Open ZenithalHourlyRate opened 4 days ago
How concerning! I don't immediately see why the rotate-and-reduce pass isn't properly handling the mulf/addf ops. Maybe you could run with --mlir-print-ir-after-all
and --mlir-print-ir-tree-dir
to print out the IR after each pass in the pipeline, and then you could compare the bgv/ckks versions to see the first pass at which they meaningfully differ.
I suspect the use of addf/mulf is triggering some incorrect match that causes some pattern or pass to not be applied. However, that shouldn't (absent bugs) cause the output to produce an incorrect result, it should just produce a less efficient program.
So looking for other reasons the output might be incorrect: I see the line above after rotating by 6
result decrypted: (9, 16, -2.35721e-15, 1.85306e-15, 3.1336e-15, 5.86141e-16, -2.08615e-15, 2.21339e-15, ... )
I believe those zero values should be nonzero. In particular, I recall the encoding used by the simd-vectorizer passes expects 1D tensors to be repeated to fill up the available ciphertext space, since the rotations analyzed are cyclic mod 8 (in your example, because it's a tensor<8xf16>
) but the openfhe backend uses larger ciphertext sizes. Cf. https://github.com/google/heir/blob/51ebc8dd6eb2d8c431ee20d25a0fb5ec016aa550/tests/Examples/openfhe/simple_sum_test.cpp#L34-L42 and https://github.com/google/heir/issues/645
Could that be causing the incorrectness?
I recall the encoding used by the simd-vectorizer passes expects 1D tensors to be repeated to fill up the available ciphertext space
Oh it is exactly this reason, after copying the cyclic filling code from test/Examples, the result is correct.
std::vector<double> x1 = {1, 2, 3, 4, 1, 2, 3, 4};
int32_t n =
cryptoContext->GetCryptoParameters()->GetElementParams()->GetRingDimension() / 2;
std::vector<double> outputs;
outputs.reserve(n);
for (int i = 0; i < n; ++i) {
outputs.push_back(x1[i % 8]);
}
const auto& ptxt1 = cryptoContext->MakeCKKSPackedPlaintext(outputs);
const auto& c1 = cryptoContext->Encrypt(keyPair.publicKey, ptxt1);
run with
--mlir-print-ir-after-all
and--mlir-print-ir-tree-dir
The difference is that the first apply-folder
after full-loop-unroll
does eliminate the constant 0 (i.e. %c0_si16 = arith.constant 0 : i16
) for BGV as it does is a equivalent transform but does not eliminate the constant 0.0; then rotate-and-reduce can not recognize such pattern (I thought I have supported this pattern in past PRs?).

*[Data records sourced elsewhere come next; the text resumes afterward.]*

impl Xmc {
    pub fn new(state: XmcPtr) -> Box<Self> {
        Box::new(Xmc { state, regs: [0; 0x40] })
    }

    fn addr(&self) -> u32 {
        addr24(&self.regs[REG_ADDR..REG_ADDR + 3])
    }

    fn set_addr(&mut self, value: u32) {
        self.regs[REG_ADDR..REG_ADDR + 3].copy_from_slice(&split24(value));
    }

    fn len(&self) -> usize {
        addr24(&self.regs[REG_LEN..REG_LEN + 3]) as usize
    }

    fn set_len(&mut self, value: usize) {
        self.regs[REG_LEN..REG_LEN + 3].copy_from_slice(&split24(value as u32));
    }

    fn cpu_addr(&self) -> usize {
        u16::from_le_bytes([self.regs[REG_CPUADDR], self.regs[REG_CPUADDR + 1]]) as usize
    }

    fn handle(&self) -> u16 {
        u16::from_le_bytes([self.regs[REG_HANDLE], self.regs[REG_HANDLE + 1]])
    }

    fn set_handle(&mut self, handle: u16) {
        self.regs[REG_HANDLE] = handle as u8;
        self.regs[REG_HANDLE + 1] = (handle >> 8) as u8;
    }

    fn finish(&mut self, result: Result<(), u8>) {
        match result {
            Ok(()) => {
                self.regs[REG_STATUS] = ST_OK;
                self.regs[REG_ERR] = ERR_NONE;
            }
            Err(code) => {
                self.regs[REG_STATUS] = ST_ERROR;
                self.regs[REG_ERR] = code;
                debug!("xmc: command failed with error {}", code);
            }
        }
    }

    fn name(&self) -> Result<String, u8> {
        trim_name(&self.regs[REG_NAME..])
    }

    fn write_name(&mut self, name: &str) {
        let bytes = name.as_bytes();
        self.regs[REG_NAME..].iter_mut().for_each(|b| *b = 0);
        self.regs[REG_NAME..REG_NAME + bytes.len()].copy_from_slice(bytes);
    }

    fn refresh_stats(&mut self) {
        let state = self.state.lock().unwrap();
        let free = state.free_pages() as u16;
        let used = state.used_pages() as u16;
        let dir = state.dir_count() as u16;
        drop(state);
        self.regs[REG_FREE] = free as u8;
        self.regs[REG_FREE + 1] = (free >> 8) as u8;
        self.regs[REG_USED] = used as u8;
        self.regs[REG_USED + 1] = (used >> 8) as u8;
        self.regs[REG_DIRCNT] = dir as u8;
        self.regs[REG_DIRCNT + 1] = (dir >> 8) as u8;
    }

    fn execute(&mut self, cmd: u8, ram: &mut [u8]) {
        let result = match cmd {
            CMD_ALLOC => {
                let len = self.len();
                let allocated = self.state.lock().unwrap().alloc(len);
                match allocated {
                    Ok((addr, handle)) => {
                        self.set_addr(addr);
                        self.set_handle(handle);
                        Ok(())
                    }
                    Err(code) => Err(code),
                }
            }
            CMD_RELEASE => {
                let (addr, len) = (self.addr(), self.len());
                self.state.lock().unwrap().release(addr, len)
            }
            CMD_STASH => {
                let (addr, len, cpu) = (self.addr(), self.len(), self.cpu_addr());
                if cpu + len > ram.len() {
                    Err(ERR_RANGE)
                } else {
                    self.state.lock().unwrap().write_range(addr, &ram[cpu..cpu + len])
                }
            }
            CMD_FETCH => {
                let (addr, len, cpu) = (self.addr(), self.len(), self.cpu_addr());
                if cpu + len > ram.len() {
                    Err(ERR_RANGE)
                } else {
                    let state = self.state.lock().unwrap();
                    state.read_range(addr, len).map(|data| {
                        ram[cpu..cpu + len].copy_from_slice(data);
                    })
                }
            }
            CMD_FILL => {
                let (addr, len, value) = (self.addr(), self.len(), self.regs[REG_FILL]);
                self.state.lock().unwrap().fill(addr, len, value)
            }
            CMD_NSTASH => match self.name() {
                Ok(name) => {
                    let (len, cpu) = (self.len(), self.cpu_addr());
                    if cpu + len > ram.len() {
                        Err(ERR_RANGE)
                    } else {
                        let payload = ram[cpu..cpu + len].to_vec();
                        let stashed = self.state.lock().unwrap().stash_named(&name, &payload);
                        match stashed {
                            Ok(handle) => {
                                self.set_handle(handle);
                                Ok(())
                            }
                            Err(code) => Err(code),
                        }
                    }
                }
                Err(code) => Err(code),
            },
            CMD_NFETCH => match self.name() {
                Ok(name) => {
                    let cpu = self.cpu_addr();
                    let state = self.state.lock().unwrap();
                    match state.fetch_named(&name) {
                        Ok((handle, data)) => {
                            if cpu + data.len() > ram.len() {
                                Err(ERR_RANGE)
                            } else {
                                ram[cpu..cpu + data.len()].copy_from_slice(data);
                                let len = data.len();
                                drop(state);
                                self.set_handle(handle);
                                self.set_len(len);
                                Ok(())
                            }
                        }
                        Err(code) => Err(code),
                    }
                }
                Err(code) => Err(code),
            },
            CMD_NDELETE => match self.name() {
                Ok(name) => self.state.lock().unwrap().delete_named(&name),
                Err(code) => Err(code),
            },
            CMD_NDIROPEN => {
                self.state.lock().unwrap().dir_open();
                Ok(())
            }
            CMD_NDIRREAD => {
                let mut state = self.state.lock().unwrap();
                match state.dir_read() {
                    Ok(name) => {
                        let handle = state.lookup(&name).unwrap_or(0);
                        let len = state.block(handle).map(|b| b.len).unwrap_or(0);
                        drop(state);
                        self.write_name(&name);
                        self.set_handle(handle);
                        self.set_len(len);
                        Ok(())
                    }
                    Err(code) => Err(code),
                }
            }
            CMD_STATS => {
                self.refresh_stats();
                Ok(())
            }
            CMD_RESET_USAGE => {
                self.state.lock().unwrap().reset_usage();
                Ok(())
            }
            _ => Err(ERR_BAD_ARGS),
        };
        self.finish(result);
    }

    fn window(&self, index: usize) -> (bool, u32) {
        let enabled = self.regs[REG_WINEN] & (1 << index) != 0;
        let base = addr24(&self.regs[REG_WINBASE + index * 3..REG_WINBASE + index * 3 + 3]);
        (enabled, base)
    }
}

impl Device for Xmc {
    fn memconfig(&self) -> MemoryRange {
        vec![(XMC_BASE, XMC_BASE + 0x3f), (WINDOW_BASE, WINDOW_BASE + 0x3ff)]
    }

    fn read(&mut self, address: u16, _ram: &mut [u8]) -> u8 {
        if address >= WINDOW_BASE {
            let index = ((address - WINDOW_BASE) / PAGE_SIZE as u16) as usize;
            let offset = (address - WINDOW_BASE) as u32 % PAGE_SIZE as u32;
            let (enabled, base) = self.window(index);
            if !enabled {
                return 0;
            }
            let state = self.state.lock().unwrap();
            return state.arena.get((base + offset) as usize).copied().unwrap_or(0);
        }
        let offset = (address - XMC_BASE) as usize;
        match offset {
            REG_CMD => 0,
            _ => self.regs[offset],
        }
    }

    fn write(&mut self, address: u16, value: u8, ram: &mut [u8]) {
        if address >= WINDOW_BASE {
            let index = ((address - WINDOW_BASE) / PAGE_SIZE as u16) as usize;
            let offset = (address - WINDOW_BASE) as u32 % PAGE_SIZE as u32;
            let (enabled, base) = self.window(index);
            if enabled {
                let mut state = self.state.lock().unwrap();
                if let Some(slot) = state.arena.get_mut((base + offset) as usize) {
                    *slot = value;
                }
            }
            return;
        }
        let offset = (address - XMC_BASE) as usize;
        match offset {
            REG_CMD => self.execute(value, ram),
            REG_BANK => {
                self.regs[REG_BANK] = value;
                self.state.lock().unwrap().default_bank = value;
            }
            REG_STATUS | REG_ERR => {}
            o if (REG_FREE..REG_DIRCNT + 2).contains(&o) => {}
            _ => self.regs[offset] = value,
        }
    }

    fn reset(&mut self, _ram: &mut [u8]) {
        self.regs[REG_STATUS] = ST_IDLE;
        self.regs[REG_ERR] = ERR_NONE;
        self.regs[REG_WINEN] = 0;
    }
}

If I manually delete the constant after full-loop-unroll
and run the passes again, a correct rotate-and-reduce version will come out.
I thought I have supported this pattern in past PRs?
The current pattern is
%cst = arith.constant dense<0.000000e+00> : tensor<8xf16>
%1 = arith.mulf %arg2, %arg3 : tensor<8xf16>
%2 = arith.addf %1, %cst : tensor<8xf16>
%3 = tensor_ext.rotate %2, %c6 : tensor<8xf16>, index
%4 = tensor_ext.rotate %1, %c7 : tensor<8xf16>, index
// mixed using of %1 and %2 afterwards.
Which means %3
and %4
does not have the same root in rotation-analysis.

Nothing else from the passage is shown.